▶ [Exercise prompt]: In the listing below, write out exactly each line from the first through the one containing "use uuid::Uuid;".

▶ [Input data]:
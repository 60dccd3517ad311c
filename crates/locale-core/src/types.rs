// SPDX-License-Identifier: PMPL-1.0-or-later
// Copyright (c) 2026 Jonathan D.A. Jewell (hyperpolymath) <jonathan.jewell@open.ac.uk>
//
// Core domain types for the LOCALE localisation engine.

use chrono::{DateTime, Utc};
use serde::{Deserialize, Serialize};
use uuid::Uuid;

use crate::error::{LocaleError, Result};

/// Unique identifier for one document-processing operation or pipeline run.
///
/// Used to key per-operation scratch storage so overlapping invocations never
/// share a directory.
#[derive(Debug, Clone, Copy, PartialEq, Eq, Hash, Serialize, Deserialize)]
pub struct OperationId(pub Uuid);

impl OperationId {
    pub fn new() -> Self {
        Self(Uuid::new_v4())
    }
}

impl Default for OperationId {
    fn default() -> Self {
        Self::new()
    }
}

impl std::fmt::Display for OperationId {
    fn fmt(&self, f: &mut std::fmt::Formatter<'_>) -> std::fmt::Result {
        write!(f, "{}", self.0)
    }
}

/// Prefix/suffix pair bounding a variable token, e.g. `<<` and `>>`.
#[derive(Debug, Clone, PartialEq, Eq, Serialize, Deserialize)]
pub struct Delimiters {
    pub prefix: String,
    pub suffix: String,
}

impl Delimiters {
    pub fn new(prefix: impl Into<String>, suffix: impl Into<String>) -> Self {
        Self {
            prefix: prefix.into(),
            suffix: suffix.into(),
        }
    }

    /// Reject pairs that cannot bound a token.
    pub fn validate(&self) -> Result<()> {
        if self.prefix.is_empty() {
            return Err(LocaleError::InvalidDelimiters("prefix is empty".into()));
        }
        if self.suffix.is_empty() {
            return Err(LocaleError::InvalidDelimiters("suffix is empty".into()));
        }
        Ok(())
    }
}

impl Default for Delimiters {
    fn default() -> Self {
        Self::new("<<", ">>")
    }
}

/// The three things a coordination package must carry.
#[derive(Debug, Clone, Copy, PartialEq, Eq, Hash, Serialize, Deserialize)]
pub enum PackageComponent {
    /// At least one `.docx` template.
    Templates,
    /// One PNG/JPEG placeholder logo outside any document.
    PlaceholderLogo,
    /// The `localisation.csv` manifest.
    Manifest,
}

impl std::fmt::Display for PackageComponent {
    fn fmt(&self, f: &mut std::fmt::Formatter<'_>) -> std::fmt::Result {
        match self {
            Self::Templates => write!(f, "template documents (.docx)"),
            Self::PlaceholderLogo => write!(f, "placeholder logo (.png/.jpg/.jpeg)"),
            Self::Manifest => write!(f, "localisation manifest"),
        }
    }
}

/// One row of `localisation.csv`.
///
/// `related_paragraph` is an audit aid: the paragraph text in which the
/// variable was found. It is absent from coordination manifests.
#[derive(Debug, Clone, PartialEq, Eq, Default, Serialize, Deserialize)]
pub struct ManifestRow {
    pub document_type: String,
    pub document_name: String,
    #[serde(default, skip_serializing_if = "Option::is_none")]
    pub related_paragraph: Option<String>,
    pub variable: String,
    #[serde(default)]
    pub localisation: String,
}

impl ManifestRow {
    /// A fresh row as produced by coordination-side extraction: document
    /// type left blank for the operator and no localisation yet.
    pub fn blank(document_name: impl Into<String>, variable: impl Into<String>) -> Self {
        Self {
            document_type: String::new(),
            document_name: document_name.into(),
            related_paragraph: None,
            variable: variable.into(),
            localisation: String::new(),
        }
    }
}

/// How to treat several rows for the same (document_name, variable) whose
/// localisation values differ.
#[derive(Debug, Clone, Copy, PartialEq, Eq, Default, Serialize, Deserialize)]
#[serde(rename_all = "snake_case")]
pub enum DuplicatePolicy {
    /// Fail with `ConflictingLocalisation`.
    #[default]
    Reject,
    /// The last non-empty value read is authoritative.
    LastWins,
}

/// Order in which a paragraph's (token, value) pairs are applied.
#[derive(Debug, Clone, Copy, PartialEq, Eq, Default, Serialize, Deserialize)]
#[serde(rename_all = "snake_case")]
pub enum Precedence {
    /// Every pair is tried in list order against the latest paragraph text,
    /// so all distinct tokens resolve in one pass.
    #[default]
    Sequential,
    /// Stop after the first pair that changed the paragraph.
    FirstMatch,
}

/// 64-bit average-hash fingerprint of an image.
#[derive(Debug, Clone, Copy, PartialEq, Eq, Hash, Serialize, Deserialize)]
pub struct Fingerprint(pub u64);

impl Fingerprint {
    /// Number of differing bits.
    pub fn distance(&self, other: &Fingerprint) -> u32 {
        (self.0 ^ other.0).count_ones()
    }

    /// Exact-match policy: only zero distance counts.
    pub fn matches(&self, other: &Fingerprint) -> bool {
        self.distance(other) == 0
    }
}

impl std::fmt::Display for Fingerprint {
    fn fmt(&self, f: &mut std::fmt::Formatter<'_>) -> std::fmt::Result {
        write!(f, "{:016x}", self.0)
    }
}

/// Non-fatal, per-document conditions. A batch carries on past every one of
/// these; they are returned to the caller and logged.
#[derive(Debug, Clone, PartialEq, Eq, Serialize, Deserialize)]
#[serde(tag = "kind", rename_all = "snake_case")]
pub enum Diagnostic {
    /// A template could not be opened for extraction and was skipped.
    ExtractionSkipped { document: String, reason: String },
    /// The placeholder logo fingerprint is absent from the document's media.
    LogoNotFound { document: String },
    /// The replacement logo was empty or undecodable.
    InvalidReplacementImage { document: String, reason: String },
    /// The document could not be unpacked, patched or re-opened during logo
    /// replacement. Its substituted text is kept.
    LogoReplacementFailed { document: String, reason: String },
    /// A manifest variable does not occur anywhere in the document.
    VariableNotFound { document: String, variable: String },
    /// A manifest row has no localisation value; the token is left in place.
    EmptyLocalisation { document: String, variable: String },
}

impl Diagnostic {
    /// Name of the document the diagnostic refers to.
    pub fn document(&self) -> &str {
        match self {
            Self::ExtractionSkipped { document, .. }
            | Self::LogoNotFound { document }
            | Self::InvalidReplacementImage { document, .. }
            | Self::LogoReplacementFailed { document, .. }
            | Self::VariableNotFound { document, .. }
            | Self::EmptyLocalisation { document, .. } => document,
        }
    }
}

impl std::fmt::Display for Diagnostic {
    fn fmt(&self, f: &mut std::fmt::Formatter<'_>) -> std::fmt::Result {
        match self {
            Self::ExtractionSkipped { document, reason } => {
                write!(f, "skipping '{document}': {reason}")
            }
            Self::LogoNotFound { document } => {
                write!(f, "placeholder logo not found in '{document}'")
            }
            Self::InvalidReplacementImage { document, reason } => {
                write!(f, "logo in '{document}' left unchanged: {reason}")
            }
            Self::LogoReplacementFailed { document, reason } => {
                write!(f, "logo replacement failed for '{document}': {reason}")
            }
            Self::VariableNotFound { document, variable } => {
                write!(f, "{variable} does not occur in '{document}'")
            }
            Self::EmptyLocalisation { document, variable } => {
                write!(f, "no localisation value for {variable} in '{document}'")
            }
        }
    }
}

/// Stages of a site-side localisation run.
#[derive(Debug, Clone, Copy, PartialEq, Eq, Serialize, Deserialize)]
#[serde(rename_all = "snake_case")]
pub enum PipelineStage {
    Unpacked,
    Validated,
    Substituted,
    LogoReplaced,
    Assembled,
}

/// What happened to the placeholder logo inside one document.
#[derive(Debug, Clone, PartialEq, Eq, Serialize, Deserialize)]
#[serde(tag = "status", rename_all = "snake_case")]
pub enum LogoOutcome {
    /// The media member was overwritten with the site logo.
    Replaced { member: String },
    /// No media member matched the placeholder fingerprint.
    NotFound,
    /// A match existed but the replacement image was unusable.
    Skipped { reason: String },
    /// The document itself could not be processed.
    Failed { reason: String },
}

/// Per-document record in a run report.
#[derive(Debug, Clone, Serialize, Deserialize)]
pub struct DocumentReport {
    pub document_name: String,
    pub output_name: String,
    /// SHA-256 of the template bytes as received.
    pub input_hash: String,
    /// SHA-256 of the localised document bytes.
    pub output_hash: String,
    pub paragraphs_rewritten: usize,
    pub logo: LogoOutcome,
}

/// Summary of a completed run.
#[derive(Debug, Clone, Serialize, Deserialize)]
pub struct RunReport {
    pub operation_id: OperationId,
    pub started_at: DateTime<Utc>,
    pub finished_at: DateTime<Utc>,
    pub documents: Vec<DocumentReport>,
    pub diagnostics: Vec<Diagnostic>,
}

#[cfg(test)]
mod tests {
    use super::*;

    #[test]
    fn default_delimiters_are_chevrons() {
        let delimiters = Delimiters::default();
        assert_eq!(delimiters.prefix, "<<");
        assert_eq!(delimiters.suffix, ">>");
        assert!(delimiters.validate().is_ok());
    }

    #[test]
    fn empty_delimiters_rejected() {
        assert!(matches!(
            Delimiters::new("", ">>").validate(),
            Err(LocaleError::InvalidDelimiters(_))
        ));
        assert!(matches!(
            Delimiters::new("{{", "").validate(),
            Err(LocaleError::InvalidDelimiters(_))
        ));
    }

    #[test]
    fn fingerprint_distance_is_hamming() {
        let a = Fingerprint(0b1011);
        let b = Fingerprint(0b0001);
        assert_eq!(a.distance(&b), 2);
        assert!(!a.matches(&b));
        assert!(a.matches(&a));
    }

    #[test]
    fn fingerprint_displays_as_fixed_width_hex() {
        assert_eq!(Fingerprint(0xff).to_string(), "00000000000000ff");
    }

    #[test]
    fn diagnostic_serialises_with_kind_tag() {
        let diagnostic = Diagnostic::LogoNotFound {
            document: "letter.docx".into(),
        };
        let json = serde_json::to_string(&diagnostic).unwrap();
        assert!(json.contains("\"kind\":\"logo_not_found\""));
        assert_eq!(diagnostic.document(), "letter.docx");
    }

    #[test]
    fn operation_ids_are_unique() {
        assert_ne!(OperationId::new(), OperationId::new());
    }
}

▶ [Solution below]:
repository 60dccd3517ad311c
filename crates/locale-core/src/types.rs
// SPDX-License-Identifier: PMPL-1.0-or-later
// Copyright (c) 2026 Jonathan D.A. Jewell (hyperpolymath) <jonathan.jewell@open.ac.uk>
//
// Core domain types for the LOCALE localisation engine.

use chrono::{DateTime, Utc};
use serde::{Deserialize, Serialize};
use uuid::Uuid;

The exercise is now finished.